Joe Robinson was detained at the resort of Didim, on the Aegean coast, with Mira Rojkan, a Bulgarian living in Leeds, along with her mother who had accompanied them. Both the women were subsequently released, but the Turkish authorities have stated that 23 year old Mr Robinson, from Accrington in Lancashire, is being investigated in connection with terrorist offences and is likely to face charges.
The government of Recep Tayyep Erdogan is engaged in an increasingly violent conflict with Kurdish separatists in Turkey and Syria, and thousands of Kurdish nationals are in jail under a state of emergency. Mr Robinson has served with the YPG, the armed wing of the Syrian Kurdish Democratic Union Party which has repeatedly clashed with Turkish troops operating in Turkey, as well as its allies in the PKK in Turkey.
Ms Rojkan, who studied law at Leeds University, and had carried out voluntary work for Amnesty International, was questioned by Turkish officials on whether she had any links with subversive groups.
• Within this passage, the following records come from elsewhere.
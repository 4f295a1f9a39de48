//! Request-scoped values carried by a transaction context.

use std::collections::HashMap;

use crate::value::Value;

/// Values attached to one unit of work: trace id, sharding keys and any
/// custom values interceptors want to read.
#[derive(Debug, Clone, Default)]
pub struct RequestScope {
    trace_id: String,
    table_sharding_key: Option<Value>,
    datasource_sharding_key: Option<Value>,
    values: HashMap<String, Value>,
}

impl RequestScope {
    pub fn new(trace_id: impl Into<String>) -> Self {
        Self {
            trace_id: trace_id.into(),
            ..Self::default()
        }
    }

    pub fn with_table_sharding_key(mut self, key: impl Into<Value>) -> Self {
        self.table_sharding_key = non_null(key.into());
        self
    }

    pub fn with_datasource_sharding_key(mut self, key: impl Into<Value>) -> Self {
        self.datasource_sharding_key = non_null(key.into());
        self
    }

    /// Attach a custom value.
    pub fn with_value(mut self, name: impl Into<String>, value: impl Into<Value>) -> Self {
        self.values.insert(name.into(), value.into());
        self
    }

    pub fn trace_id(&self) -> &str {
        &self.trace_id
    }

    pub fn table_sharding_key(&self) -> Option<&Value> {
        self.table_sharding_key.as_ref()
    }

    pub fn datasource_sharding_key(&self) -> Option<&Value> {
        self.datasource_sharding_key.as_ref()
    }

    pub fn value(&self, name: &str) -> Option<&Value> {
        self.values.get(name)
    }

    pub fn values(&self) -> &HashMap<String, Value> {
        &self.values
    }
}

fn non_null(v: Value) -> Option<Value> {
    if v.is_null() { None } else { Some(v) }
}
//! Statement assembly.
//!
//! Pure functions combining a [`TableMeta`], the request scope and the optional
//! matcher / view / pager / orders into one parameterized statement. Nothing
//! here touches a connection.

use crate::condition::{Matcher, SqlCond};
use crate::error::{OrmError, OrmResult};
use crate::meta::{Entity, TableMeta};
use crate::modifier::Modifier;
use crate::pager::{Order, Pager, View};
use crate::scope::RequestScope;
use crate::sql::{Sql, is_valid_ident};

/// Row lock appended to a select.
#[derive(Debug, Clone, Copy, PartialEq, Eq)]
pub enum RowLock {
    ForUpdate,
    ForUpdateSkipLocked,
}

impl RowLock {
    pub fn new(skip_locked: bool) -> Self {
        if skip_locked {
            RowLock::ForUpdateSkipLocked
        } else {
            RowLock::ForUpdate
        }
    }

    fn as_str(self) -> &'static str {
        match self {
            RowLock::ForUpdate => " for update",
            RowLock::ForUpdateSkipLocked => " for update skip locked",
        }
    }
}

/// A select statement and the columns it projects, in row order.
#[derive(Debug, Clone, PartialEq)]
pub struct SelectStatement {
    pub sql: Sql,
    pub columns: Vec<String>,
}

/// Physical table name, resolved through the table sharding function.
pub fn table_name<T>(meta: &TableMeta<T>, scope: &RequestScope) -> String {
    meta.physical_table(scope.table_sharding_key())
}

fn compile_where(matcher: Option<&Matcher>) -> OrmResult<Sql> {
    let Some(m) = matcher else {
        return Ok(Sql::empty());
    };
    let (text, args) = m.to_sql(Vec::new())?;
    if text.is_empty() {
        return Ok(Sql::empty());
    }
    Ok(Sql::from_parts(format!(" where {text}"), args))
}

/// Caller supplied column names are spliced into the text, so they must be
/// plain identifiers.
fn check_column(clause: &str, column: &str) -> OrmResult<()> {
    if !is_valid_ident(column) {
        return Err(OrmError::validation(format!(
            "{clause}: invalid column '{column}'"
        )));
    }
    Ok(())
}

/// ` order by c1[ desc],c2` followed by ` limit N` or ` limit OFF,N`.
pub fn query_suffix(pager: Option<&Pager>, orders: &[Order]) -> OrmResult<String> {
    let mut out = String::new();
    for (i, order) in orders.iter().enumerate() {
        check_column("order by", &order.column)?;
        out.push_str(if i == 0 { " order by " } else { "," });
        out.push_str(&order.column);
        if order.desc {
            out.push_str(" desc");
        }
    }
    if let Some(p) = pager {
        let offset = p.offset()?;
        if p.page_number == 1 {
            out.push_str(&format!(" limit {}", p.page_size));
        } else {
            out.push_str(&format!(" limit {offset},{}", p.page_size));
        }
    }
    Ok(out)
}

/// `select <cols> from <table>[ where ..][ order by ..][ limit ..][ for update[ skip locked]]`
pub fn select_query<T>(
    meta: &TableMeta<T>,
    scope: &RequestScope,
    matcher: Option<&Matcher>,
    view: Option<&View>,
    pager: Option<&Pager>,
    orders: &[Order],
    lock: Option<RowLock>,
) -> OrmResult<SelectStatement> {
    let columns = View::resolve(view, meta.columns);
    for c in &columns {
        check_column("select", c)?;
    }
    let mut q = Sql::new(format!(
        "select {} from {}",
        columns.join(","),
        table_name(meta, scope)
    ));
    q.push_sql(compile_where(matcher)?);
    q.push(&query_suffix(pager, orders)?);
    if let Some(lock) = lock {
        q.push(lock.as_str());
    }
    Ok(SelectStatement { sql: q, columns })
}

/// `select count(<auto>|*) from <table>[ where ..]`
pub fn count_query<T>(
    meta: &TableMeta<T>,
    scope: &RequestScope,
    matcher: Option<&Matcher>,
) -> OrmResult<Sql> {
    let mut q = Sql::new(format!(
        "select count({}) from {}",
        meta.auto_column.unwrap_or("*"),
        table_name(meta, scope)
    ));
    q.push_sql(compile_where(matcher)?);
    Ok(q)
}

/// `insert into <table>(<cols>) values(?,..)` over the non-auto columns.
pub fn insert_statement<T: Entity>(
    meta: &TableMeta<T>,
    scope: &RequestScope,
    ins: &T,
) -> OrmResult<Sql> {
    let columns: Vec<&str> = meta.writable_columns().collect();
    let mut q = Sql::new(format!(
        "insert into {}({}) values(",
        table_name(meta, scope),
        columns.join(",")
    ));
    q.push_bind_list(meta.extract_values(ins, true)?).push(")");
    Ok(q)
}

/// `update <table> set c1 = ?,c2 = ? where <id> = ?` for every non-auto column.
///
/// Fails when the entity exposes no field for the id column.
pub fn update_instance<T: Entity>(
    meta: &TableMeta<T>,
    scope: &RequestScope,
    ins: &T,
) -> OrmResult<Sql> {
    let id_column = meta.id_column();
    let id = ins.field(id_column).ok_or_else(|| {
        OrmError::validation(format!(
            "update of {} needs a field for id column '{id_column}'",
            meta.table
        ))
    })?;

    let assignments: Vec<String> = meta.writable_columns().map(|c| format!("{c} = ?")).collect();
    let mut q = Sql::from_parts(
        format!(
            "update {} set {}",
            table_name(meta, scope),
            assignments.join(",")
        ),
        meta.extract_values(ins, true)?,
    );
    let matcher = Matcher::new().eq(id_column, id);
    q.push_sql(compile_where(Some(&matcher))?);
    Ok(q)
}

/// `update <table> set <modifier>[ where ..]`.
///
/// Returns `None` when the modifier is empty. An update with no resolvable
/// condition is refused.
pub fn modifier_update<T>(
    meta: &TableMeta<T>,
    scope: &RequestScope,
    modifier: &Modifier,
    matcher: Option<&Matcher>,
) -> OrmResult<Option<Sql>> {
    if modifier.is_empty() {
        return Ok(None);
    }
    let cond = compile_where(matcher)?;
    if cond.is_empty() {
        tracing::info!(trace_id = scope.trace_id(), table = meta.table, "update must have condition");
        return Err(OrmError::MissingCondition("update"));
    }
    let mut q = Sql::new(format!("update {} ", table_name(meta, scope)));
    q.push_sql(modifier.to_sql());
    q.push_sql(cond);
    Ok(Some(q))
}

/// `delete from <table> where ..`; refused when the condition compiles to nothing.
pub fn delete_statement<T>(
    meta: &TableMeta<T>,
    scope: &RequestScope,
    matcher: Option<&Matcher>,
) -> OrmResult<Sql> {
    let cond = compile_where(matcher)?;
    if cond.is_empty() {
        tracing::info!(trace_id = scope.trace_id(), table = meta.table, "delete must have condition");
        return Err(OrmError::MissingCondition("delete"));
    }
    let mut q = Sql::new(format!("delete from {}", table_name(meta, scope)));
    q.push_sql(cond);
    Ok(q)
}

#[cfg(test)]
mod tests {
    use super::*;
    use crate::value::Value;

    #[derive(Debug, Default)]
    struct Purchase {
        id: i64,
        uid: i64,
        amount: i64,
    }

    impl Entity for Purchase {
        fn field(&self, column: &str) -> Option<Value> {
            match column {
                "id" => Some(self.id.into()),
                "uid" => Some(self.uid.into()),
                "amount" => Some(self.amount.into()),
                _ => None,
            }
        }

        fn set_field(&mut self, column: &str, value: Value) -> OrmResult<()> {
            match column {
                "id" => self.id = value.into_field(column)?,
                "uid" => self.uid = value.into_field(column)?,
                "amount" => self.amount = value.into_field(column)?,
                _ => {}
            }
            Ok(())
        }
    }

    static ORDERS: TableMeta<Purchase> =
        TableMeta::new("orders", &["id", "uid", "amount"], Some("id"));

    fn by_uid(table: &str, key: Option<&Value>) -> String {
        match key.and_then(Value::as_i64) {
            Some(k) => format!("{table}_{:02}", k % 8),
            None => table.to_string(),
        }
    }

    fn scope() -> RequestScope {
        RequestScope::new("trace")
    }

    #[test]
    fn pager_suffix() {
        assert_eq!(query_suffix(Some(&Pager::new(10, 1)), &[]).unwrap(), " limit 10");
        assert_eq!(query_suffix(Some(&Pager::new(10, 3)), &[]).unwrap(), " limit 20,10");
        assert!(query_suffix(Some(&Pager::new(i64::MAX / 2, 4)), &[]).is_err());
        assert!(query_suffix(Some(&Pager::new(10, 0)), &[]).is_err());
    }

    #[test]
    fn spliced_columns_must_be_identifiers() {
        let err = query_suffix(None, &[Order::asc("id; drop table t")]).unwrap_err();
        assert!(err.to_string().contains("invalid column 'id; drop table t'"));

        let view = View::include(&["name", "(select 1)"]);
        assert!(select_query(&ORDERS, &scope(), None, Some(&view), None, &[], None).is_err());
    }

    #[test]
    fn order_suffix() {
        let orders = vec![Order::desc("amount"), Order::asc("id")];
        assert_eq!(
            query_suffix(None, &orders).unwrap(),
            " order by amount desc,id"
        );
    }

    #[test]
    fn select_with_everything() {
        let m = Matcher::new().eq("uid", 5).gt("amount", 0);
        let stmt = select_query(
            &ORDERS,
            &scope(),
            Some(&m),
            Some(&View::exclude(&["uid"])),
            Some(&Pager::new(20, 2)),
            &[Order::desc("id")],
            None,
        )
        .unwrap();
        assert_eq!(
            stmt.sql.as_str(),
            "select id,amount from orders where uid = ? and amount > ? order by id desc limit 20,20"
        );
        assert_eq!(stmt.sql.args(), &[Value::Int(5), Value::Int(0)]);
        assert_eq!(stmt.columns, vec!["id", "amount"]);
    }

    #[test]
    fn select_without_condition_keeps_suffix() {
        let stmt = select_query(
            &ORDERS,
            &scope(),
            Some(&Matcher::new()),
            None,
            Some(&Pager::limit(5)),
            &[],
            Some(RowLock::new(true)),
        )
        .unwrap();
        assert_eq!(
            stmt.sql.as_str(),
            "select id,uid,amount from orders limit 5 for update skip locked"
        );
        assert!(stmt.sql.args().is_empty());
    }

    #[test]
    fn sharded_table_name_uses_scope_key() {
        let meta = ORDERS.with_sharding(by_uid);
        let scope = RequestScope::new("t").with_table_sharding_key(11);
        let q = count_query(&meta, &scope, None).unwrap();
        assert_eq!(q.as_str(), "select count(id) from orders_03");
    }

    #[test]
    fn count_without_auto_column() {
        let meta: TableMeta<Purchase> = TableMeta::new("orders", &["id", "uid", "amount"], None);
        let m = Matcher::new().eq("uid", 1);
        let q = count_query(&meta, &scope(), Some(&m)).unwrap();
        assert_eq!(q.as_str(), "select count(*) from orders where uid = ?");
    }

    #[test]
    fn insert_skips_auto_column() {
        let o = Purchase {
            id: 0,
            uid: 7,
            amount: 100,
        };
        let q = insert_statement(&ORDERS, &scope(), &o).unwrap();
        assert_eq!(q.as_str(), "insert into orders(uid,amount) values(?,?)");
        assert_eq!(q.args(), &[Value::Int(7), Value::Int(100)]);
    }

    #[test]
    fn update_instance_matches_on_id() {
        let o = Purchase {
            id: 42,
            uid: 7,
            amount: 100,
        };
        let q = update_instance(&ORDERS, &scope(), &o).unwrap();
        assert_eq!(q.as_str(), "update orders set uid = ?,amount = ? where id = ?");
        assert_eq!(q.args(), &[Value::Int(7), Value::Int(100), Value::Int(42)]);
        assert_eq!(q.placeholder_count(), q.args().len());
    }

    #[test]
    fn modifier_update_shapes() {
        let modifier = Modifier::new().add("uid", 3).self_add("amount", 10);
        let m = Matcher::new().in_list("id", vec![1, 2]);
        let q = modifier_update(&ORDERS, &scope(), &modifier, Some(&m))
            .unwrap()
            .unwrap();
        assert_eq!(
            q.as_str(),
            "update orders set uid=?,amount=amount+? where id in (?,?)"
        );
        assert_eq!(q.args().len(), 4);

        assert!(
            modifier_update(&ORDERS, &scope(), &Modifier::new(), Some(&m))
                .unwrap()
                .is_none()
        );
        let err = modifier_update(&ORDERS, &scope(), &modifier, None).unwrap_err();
        assert!(err.is_missing_condition());
    }

    #[test]
    fn delete_refuses_empty_condition() {
        let err = delete_statement(&ORDERS, &scope(), Some(&Matcher::new())).unwrap_err();
        assert!(err.is_missing_condition());
        assert!(delete_statement(&ORDERS, &scope(), None).is_err());

        let m = Matcher::new().eq("id", 1);
        let q = delete_statement(&ORDERS, &scope(), Some(&m)).unwrap();
        assert_eq!(q.as_str(), "delete from orders where id = ?");
    }
}
//! In-memory recording driver shared by the integration tests.
#![allow(dead_code)]

use std::collections::VecDeque;
use std::sync::{Arc, Mutex, MutexGuard};
use std::time::Duration;

use quickdao::{
    Connection, ConnectionPool, Datasource, Entity, ExecResult, OrmError, OrmResult, Row,
    RowStream, TableMeta, Value,
};

/// Everything the mock driver saw, in order.
#[derive(Debug, Default)]
pub struct Journal {
    pub events: Vec<String>,
    /// Arguments of every query / exec / insert, in execution order.
    pub args: Vec<Vec<Value>>,
    pub result_sets: VecDeque<Vec<Row>>,
    pub affected: u64,
    pub next_insert_id: i64,
    pub fail_begin: bool,
    pub fail_commit: bool,
    pub fail_exec: bool,
    pub acquire_delay: Option<Duration>,
    pub pool_closed: bool,
}

impl Journal {
    /// SQL text of every statement sent, without the transaction commands.
    pub fn statements(&self) -> Vec<String> {
        self.events
            .iter()
            .filter_map(|e| {
                e.strip_prefix("query: ")
                    .or_else(|| e.strip_prefix("exec: "))
                    .or_else(|| e.strip_prefix("insert: "))
            })
            .map(str::to_string)
            .collect()
    }

    pub fn count(&self, event: &str) -> usize {
        self.events.iter().filter(|e| *e == event).count()
    }
}

#[derive(Clone, Default)]
pub struct MockPool {
    journal: Arc<Mutex<Journal>>,
}

impl MockPool {
    pub fn new() -> Self {
        let pool = Self::default();
        pool.journal().affected = 1;
        pool.journal().next_insert_id = 100;
        pool
    }

    pub fn journal(&self) -> MutexGuard<'_, Journal> {
        self.journal.lock().unwrap()
    }

    /// Queue the rows returned by the next query.
    pub fn push_rows(&self, rows: Vec<Row>) {
        self.journal().result_sets.push_back(rows);
    }

    pub fn events(&self) -> Vec<String> {
        self.journal().events.clone()
    }

    pub fn statements(&self) -> Vec<String> {
        self.journal().statements()
    }

    pub fn args(&self) -> Vec<Vec<Value>> {
        self.journal().args.clone()
    }
}

impl ConnectionPool for MockPool {
    type Connection = MockConnection;

    async fn acquire(&self) -> OrmResult<MockConnection> {
        let delay = self.journal().acquire_delay;
        if let Some(delay) = delay {
            tokio::time::sleep(delay).await;
        }
        self.journal().events.push("acquire".into());
        Ok(MockConnection {
            journal: self.journal.clone(),
        })
    }

    fn close(&self) {
        self.journal().pool_closed = true;
    }
}

pub struct MockConnection {
    journal: Arc<Mutex<Journal>>,
}

impl MockConnection {
    fn record(&self, event: String, args: &[Value]) -> OrmResult<MutexGuard<'_, Journal>> {
        let mut j = self.journal.lock().unwrap();
        j.events.push(event);
        j.args.push(args.to_vec());
        if j.fail_exec {
            return Err(OrmError::Other("mock execution failure".into()));
        }
        Ok(j)
    }
}

impl Connection for MockConnection {
    async fn begin(&mut self, read_only: bool) -> OrmResult<()> {
        let mut j = self.journal.lock().unwrap();
        j.events.push(if read_only { "begin read only" } else { "begin" }.into());
        if j.fail_begin {
            return Err(OrmError::Connection("mock begin failure".into()));
        }
        Ok(())
    }

    async fn commit(&mut self) -> OrmResult<()> {
        let mut j = self.journal.lock().unwrap();
        j.events.push("commit".into());
        if j.fail_commit {
            return Err(OrmError::Connection("mock commit failure".into()));
        }
        Ok(())
    }

    async fn rollback(&mut self) -> OrmResult<()> {
        self.journal.lock().unwrap().events.push("rollback".into());
        Ok(())
    }

    async fn query_stream(&self, sql: &str, args: &[Value]) -> OrmResult<RowStream> {
        let rows = self
            .record(format!("query: {sql}"), args)?
            .result_sets
            .pop_front()
            .unwrap_or_default();
        Ok(RowStream::new(futures_util::stream::iter(
            rows.into_iter().map(Ok),
        )))
    }

    async fn execute(&self, sql: &str, args: &[Value]) -> OrmResult<u64> {
        Ok(self.record(format!("exec: {sql}"), args)?.affected)
    }

    async fn insert(
        &self,
        sql: &str,
        args: &[Value],
        auto_column: Option<&str>,
    ) -> OrmResult<ExecResult> {
        let mut j = self.record(format!("insert: {sql}"), args)?;
        let last_insert_id = auto_column.map(|_| {
            let id = j.next_insert_id;
            j.next_insert_id += 1;
            id
        });
        Ok(ExecResult {
            affected: 1,
            last_insert_id,
        })
    }

    async fn close(self) {
        self.journal.lock().unwrap().events.push("close".into());
    }

    fn discard(self) {
        self.journal.lock().unwrap().events.push("discard".into());
    }
}

pub fn datasource() -> (MockPool, Datasource<MockPool>) {
    let pool = MockPool::new();
    (pool.clone(), Datasource::new(pool))
}

pub fn row(columns: &[&str], values: Vec<Value>) -> Row {
    let columns: Arc<[String]> = columns.iter().map(|c| c.to_string()).collect();
    Row::new(columns, values)
}

#[derive(Debug, Default, Clone, PartialEq)]
pub struct Account {
    pub id: i64,
    pub name: String,
    pub balance: i64,
    pub operator_id: i64,
}

impl Entity for Account {
    fn field(&self, column: &str) -> Option<Value> {
        match column {
            "id" => Some(self.id.into()),
            "name" => Some(self.name.as_str().into()),
            "balance" => Some(self.balance.into()),
            "operator_id" => Some(self.operator_id.into()),
            _ => None,
        }
    }

    fn set_field(&mut self, column: &str, value: Value) -> OrmResult<()> {
        match column {
            "id" => self.id = value.into_field(column)?,
            "name" => self.name = value.into_field(column)?,
            "balance" => self.balance = value.into_field(column)?,
            "operator_id" => self.operator_id = value.into_field(column)?,
            _ => {}
        }
        Ok(())
    }
}

pub static ACCOUNTS: TableMeta<Account> = TableMeta::new(
    "accounts",
    &["id", "name", "balance", "operator_id"],
    Some("id"),
);

/// `accounts_<key mod 4>`.
fn account_shard(table: &str, key: Option<&Value>) -> String {
    match key.and_then(Value::as_i64) {
        Some(k) => format!("{table}_{}", k.rem_euclid(4)),
        None => table.to_string(),
    }
}

pub static SHARDED_ACCOUNTS: TableMeta<Account> = TableMeta::new(
    "accounts",
    &["id", "name", "balance", "operator_id"],
    Some("id"),
)
.with_sharding(account_shard);

pub fn account_row(id: i64, name: &str, balance: i64) -> Row {
    row(
        &["id", "name", "balance", "operator_id"],
        vec![id.into(), name.into(), balance.into(), 0.into()],
    )
}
The country director for Amnesty International was arrested earlier this month in Istanbul with a number of other human rights workers. More than 50,000 people remain in prison in the country in the crackdown which followed last year’s failed coup.
On Friday night Ms Rojkan said: “It was just awful. They said someone had sent them an email saying we were terrorists about to do something in Turkey. They wouldn’t say who it was from. It is absolute nonsense. They arrested us on the beach while we were vacationing with my mother.”
Mr Robinson, who had served with the Duke of Lancaster’s Regiment in Afghanistan in 2012, decided to join in the fight against Isis in summer 2015. He was arrested at Manchester airport on suspicion of terrorism offences when he returned five months later. He was subsequently on police bail for 10 months but no charges were laid against him.
The Foreign Office in London said: “We are aware of the detention of a British national in Turkey and have requested consular access”. A Turkish defence official said: “The YPG is the PKK by another name and the PKK is considered a terrorist organisation not just by us but the UK as well. Of course anyone fighting with a terrorist organisation will be investigated and there is a strong possibility of charges and a long sentence if he is found guilty”. Mr Robinson’s Facebook page, which charts his journey from the Bulgarian capital, Sofia, to Didim with Ms Rojkan, was closed down yesterday.
Mr Robinson had said he had joined the fight against Isis after being deeply affected by atrocities committed by the Islamist extremists and the tipping point was the beach attack at Sousse in Tunisia in which 39 British tourists were murdered in June 2015. The following day he left the country after telling his family that he was going to join the Foreign Legion in France.
Last year, in newspaper interviews, he spoke about his motivation for joining the YPG and his reaction to being detained by British police. “I went to Syria to fight against terrorism and to protect the civilians caught up in the fighting who had to endure the most horrendous experience and living conditions imaginable” he said.
“I love my country, I am ex-military and served my country in the Afghanistan conflict, but to be accused of terrorism by the same country I fought for for simply trying to help those in need has been extremely harrowing and made me think twice about the morals of the government in the UK. If they charge me with terrorism then the British government should be charged with terrorism because the YPG is a coalition ally.”
Mr Robinson said he had befriended a YPG supporter on Facebook and made his way to join the Kurdish group after meeting up with two Americans heading for the same destination during a stopover in Germany. He said “ I am very proud to fight Isis. I have no regret, whatever may happen as a result.”